Which investment plan gives the highest return?
Top investment option that can help you achieve high returns on investment are Direct Equity, Equity Mutual Funds, Debt Mutual Funds, National Pension System, Public Provident Fund, Bank Fixed Deposits, Senior Citizen’s Savings Scheme, Pradhan Mantri Vaya Vandana Yojana, Real Estate and Gold. You can choose to invest in the mentioned investment plan according to your risk appetite.
What are the 4 types of investments?
There are 4 main types of investments available in India classified on the basis of characteristics, risks and benefits. The 4 types of investment are Stocks, Bonds, Mutual Funds and Cash Equivalents.
What are 3 good investments?
As a beginner you can consider some investment options which will help you avail high return on investment. 3 good investment options for beginners are Unit Linked Insurance Plans, Bank Fixed Deposits and Mutual Funds.

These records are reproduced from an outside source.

//! Structural invariants of the IVFFlat partition.

use proptest::prelude::*;
use sable_ivfflat::{IvfFlatIndex, IvfFlatOptions};
use sable_vector::{Metric, Rid, VectorIndex};

fn arb_points(dims: usize) -> impl Strategy<Value = Vec<Vec<f64>>> {
    prop::collection::vec(prop::collection::vec(-100.0..100.0f64, dims), 0..80)
}

proptest! {
    // The 500-iteration Lloyd budget makes each build meaningful work; keep
    // the case count modest.
    #![proptest_config(ProptestConfig::with_cases(16))]

    /// Build loses no point and duplicates none: the index holds exactly the
    /// input multiset, whichever buckets the points land in.
    #[test]
    fn build_partitions_the_input(points in arb_points(4), seed in any::<u64>()) {
        let options = IvfFlatOptions { lists: 4, probe_lists: 4 };
        let mut index = IvfFlatIndex::with_seed(Metric::L2, &options, seed);

        let data: Vec<_> = points
            .iter()
            .enumerate()
            .map(|(i, v)| (v.clone(), Rid::new(0, i as u32)))
            .collect();
        let n = data.len();
        index.build(data).unwrap();

        if n < 4 {
            prop_assert_eq!(index.len(), 0);
        } else {
            prop_assert_eq!(index.len(), n);

            // Probing every bucket returns each rid exactly once.
            let query = vec![0.0; 4];
            let mut rids = index.scan(&query, n).unwrap();
            rids.sort();
            let expected: Vec<Rid> = (0..n).map(|i| Rid::new(0, i as u32)).collect();
            prop_assert_eq!(rids, expected);
        }
    }

    /// Scan results come back in non-decreasing distance order and never
    /// exceed `min(limit, n)`.
    #[test]
    fn scan_is_sorted_and_bounded(points in arb_points(4), limit in 0usize..20) {
        let options = IvfFlatOptions { lists: 4, probe_lists: 2 };
        let mut index = IvfFlatIndex::with_seed(Metric::L2, &options, 11);

        let data: Vec<_> = points
            .iter()
            .enumerate()
            .map(|(i, v)| (v.clone(), Rid::new(0, i as u32)))
            .collect();
        index.build(data).unwrap();

        let query = vec![1.0; 4];
        let rids = index.scan(&query, limit).unwrap();
        prop_assert!(rids.len() <= limit.min(points.len()));

        let distances: Vec<f64> = rids
            .iter()
            .map(|rid| {
                let v = &points[rid.slot() as usize];
                sable_vector::l2_distance(&query, v)
            })
            .collect();
        for pair in distances.windows(2) {
            prop_assert!(pair[0] <= pair[1]);
        }
    }
}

How can investment plans help in retirement planning?
Investment plans can help an individual create a corpus for retirement, helping them to ensure a financially independent life as they retire. An individual can choose to invest in retirement savings plans that provide a lump sum as retirement fund or maturity benefit which can help an individual to ensure income after retirement.
What is the difference between saving and investing?
People almost use savings and investment conversely not knowing that both of them are different from each other. Savings accounts are low risk accounts under which rate of interest is earned on the money one saves. Savings account lets an individual save money for a short period. On the other hand investments involve high risk and the return on investment are high as compared to savings. Investments let an individual create wealth over a long period of time.
How can I save tax on my investments?
While choosing an investment option look for one which provides tax benefits under Section 80C of the Income Tax India, 1961. Some investment options that provide tax exemptions are Equity Linked Savings Scheme, Public Provident Fund, Employee Provident Fund, Unit Linked Insurance Plans etc.